In many ways it’s the ultimate question in natural science: How does our universe work? Is there a fundamental theory? An incredible amount has been figured out about physics over the past few hundred years. But even with everything that’s been done—and it’s very impressive—we still, after all this time, don’t have a truly fundamental theory of physics.

This all adds up. We do have quantum mechanics, but despite being a very, very successful theory it doesn’t quite explain everything. Then there’s string theory, which has taken a bit of a beating in recent years. So yeah, maybe we do need a new kind of physics.

What makes Wolfram’s theory different is that, well, it’s not really a theory. It’s more like the frame-work of a theory. It seems like he’s just saying the universe is made of a 3D mesh with enough point-to-point lines added in to create a physical topography. In other words, it feels like Wolfram’s proposing that the universe works exactly like a 3D computer model.

This seems like just the kind of thing someone who specializes in creating computer languages would say. Much like how Einstein and Hawking, scientists who specialized in nuclear and astrophysics, decided that gravity and black holes were the key to understanding the universe’s true nature.

Mathematicians tend to think the universe is made of math and physicists tend to think it’s made of tiny stuff that keeps getting tinier the closer you look.

Wolfram describes the basics of his new concept as thus:

In the early 1980s, when I started studying the computational universe of simple programs, I made what was for me a very surprising and important discovery: that even when the underlying rules for a system are extremely simple, the behavior of the system as a whole can be essentially arbitrarily rich and complex.

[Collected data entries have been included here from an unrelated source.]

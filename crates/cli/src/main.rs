//! `lifecyclemgr` entry point.
//!
//! This binary is the composition root for the entire system:
//!
//! 1. **Parse configuration**: load `lifecycle.toml` and validate the policy
//!    records.
//! 2. **Wire observability**: install `tracing-subscriber` with a pretty or
//!    JSON layer and, when configured, an OpenTelemetry OTLP exporter.
//! 3. **Construct infrastructure**: the GitHub client, the member-activity
//!    resolver and the ZenHub pipeline resolver, injected into
//!    [`manager::LifecycleManager`].
//! 4. **Run the command**: a full `sweep` of every configured repository, or
//!    `manage` for a single issue.

mod config;
mod telemetry;

use std::path::PathBuf;
use std::process::ExitCode;
use std::sync::Arc;

use anyhow::{Context, Result};
use clap::{Parser, Subcommand};
use github::{
    GithubClient, GithubConfig, MemberActivityResolver, NoPipelines, ZenhubClient, ZenhubConfig,
};
use lifecycle::{IssueRef, PipelineResolver};
use manager::{Collaborators, LifecycleManager};
use tracing::{error, info};

use crate::config::Config;
use crate::telemetry::LogFormat;

/// Keeps GitHub issues and pull requests moving through triage, escalation,
/// staleness and closure.
#[derive(Debug, Parser)]
#[command(name = "lifecyclemgr", version)]
struct Cli {
    /// Path to the TOML configuration file.
    #[arg(long, env = "LIFECYCLE_CONFIG", default_value = "lifecycle.toml", global = true)]
    config: PathBuf,

    #[arg(long, value_enum, default_value_t = LogFormat::Pretty, global = true)]
    log_format: LogFormat,

    /// GitHub access token.
    #[arg(long, env = "GITHUB_TOKEN", hide_env_values = true)]
    github_token: String,

    /// ZenHub API token. Without it no issue has a pipeline.
    #[arg(long, env = "ZENHUB_TOKEN", hide_env_values = true)]
    zenhub_token: Option<String>,

    #[command(subcommand)]
    command: Command,
}

#[derive(Debug, Subcommand)]
enum Command {
    /// Evaluate every open issue and pull request in every configured repository.
    Sweep {
        /// Log the actions that would be taken without changing anything.
        #[arg(long)]
        dry_run: bool,
    },
    /// Evaluate a single issue or pull request, written `org/repo#number`.
    Manage { issue: IssueRef },
}

#[tokio::main]
async fn main() -> ExitCode {
    let cli = Cli::parse();

    let telemetry = match telemetry::init(cli.log_format) {
        Ok(telemetry) => telemetry,
        Err(err) => {
            eprintln!("lifecyclemgr: {err:#}");
            return ExitCode::FAILURE;
        }
    };

    let code = match run(cli).await {
        Ok(()) => ExitCode::SUCCESS,
        Err(err) => {
            error!(error = %format!("{err:#}"), "lifecyclemgr failed");
            ExitCode::FAILURE
        }
    };

    telemetry.shutdown();
    code
}

async fn run(cli: Cli) -> Result<()> {
    let config = Config::load(&cli.config)?;
    let manager = build_manager(&cli, config)?;

    match cli.command {
        Command::Sweep { dry_run } => match manager.sweep_all(dry_run).await {
            Ok(report) => {
                info!(
                    sweep_id = %report.sweep_id,
                    totals = %report.totals(),
                    failed_issues = report.failed_issues(),
                    skipped_repositories = report.skipped.len(),
                    "Sweep complete"
                );
                println!("{}", serde_json::to_string_pretty(&report)?);
            }
            Err(err) => {
                // Still print what was swept before failing the run.
                println!("{}", serde_json::to_string_pretty(&err.report)?);
                return Err(err.into());
            }
        },
        Command::Manage { issue } => {
            let decision = manager.manage_one(&issue).await?;
            println!("{}", serde_json::to_string_pretty(&decision)?);
        }
    }
    Ok(())
}

fn build_manager(cli: &Cli, config: Config) -> Result<LifecycleManager> {
    let mut github_config = GithubConfig::new(cli.github_token.clone());
    if let Some(api_url) = config.github_api_url {
        github_config.api_url = api_url;
    }
    github_config.max_rate_limit_wait = config.max_rate_limit_wait;
    let github = GithubClient::new(github_config).context("building the GitHub client")?;

    let pipelines: Arc<dyn PipelineResolver> = match &cli.zenhub_token {
        Some(token) => {
            let mut zenhub_config = ZenhubConfig::new(token.clone());
            if let Some(api_url) = config.zenhub_api_url {
                zenhub_config.api_url = api_url;
            }
            Arc::new(
                ZenhubClient::new(zenhub_config, github.clone())
                    .context("building the ZenHub client")?,
            )
        }
        None => Arc::new(NoPipelines::new()),
    };

    let collaborators = Collaborators {
        issues: Arc::new(github.clone()),
        activity: Arc::new(MemberActivityResolver::new(github.clone())),
        pipelines,
        mutator: Arc::new(github),
    };

    Ok(LifecycleManager::new(
        Arc::new(config.policies),
        collaborators,
        config.manager,
    ))
}
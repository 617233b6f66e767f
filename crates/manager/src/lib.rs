//! Lifecycle driver for the issue and pull request lifecycle manager.
//!
//! Sequences calls between the decision engine in the [`lifecycle`] crate and
//! the infrastructure behind its port traits: enumerate issues, resolve
//! member-activity signals, evaluate, apply.
//!
//! ## Architectural Layer
//!
//! **Orchestration layer.** The driver contains no lifecycle rules of its own;
//! every decision comes from [`lifecycle::evaluate`].
//!
//! ## Failure model
//!
//! A failed lookup or mutation abandons that issue only. A repository whose
//! issues cannot be listed is abandoned while the others carry on. Nothing is
//! retried; the next sweep re-derives whatever was left undone.

pub mod driver;
pub mod executor;
pub mod observer;

pub use driver::{
    Collaborators, LifecycleManager, ManagerConfig, RepositoryReport, SweepError, SweepReport,
};
pub use executor::ActionExecutor;
pub use observer::{SweepObserver, TracingObserver};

What he then proposes is that everything in the universe can be explained by imagining it all as a series of interconnected points. He explains the topography and physical structure of the universe as a series of unfolding events that follow precise mathematical rules. This seemingly allows Wolfram to explain the concept of “time,” which Einstein side-steps by combining it with space, as a sort of backdoor math modifier to rationalize expansion.

Per the blog post:

So what then is time? In effect it’s much as we experience it: the inexorable process of things happening and leading to other things. But in our models it’s something much more precise: it’s the progressive application of rules, that continually modify the abstract structure that defines the contents of the universe.

Wolfram’s offering a set of math-based rules that he believes could eventually become the foundation for a unified theory of everything. But there’s a catch: he’s asking for the science community at large to help him prove it. Like many big theories – especially those that come along to challenge quantum mechanics or string-theory – this one has all the answers, but it hasn’t worked out which questions make them relevant quite yet.

Perhaps the biggest criticism of Wolfram’s work is that it’s a bit dense. The technical explanation alone weighs in at over 400 pages. It’s going to take a few months for all of his ideas to see peer-review. That makes it a bit odd that he’s already publishing a book, running a project website, and soliciting partnerships to move the work forward. What’s the rush? The universe will still need explaining after everyone’s had a glance at the paper.

At the end of the day, one has to wonder how much chance a unified theory of the universe that cribs from both the arcade gaming era and Nick Bostrom’s simulation hypothesis has against M-theory, relativity, or other long-standing remedies.

Still, a rising tide lifts all vessels and Wolfram’s current passion is bound to yield some interesting mathematical results.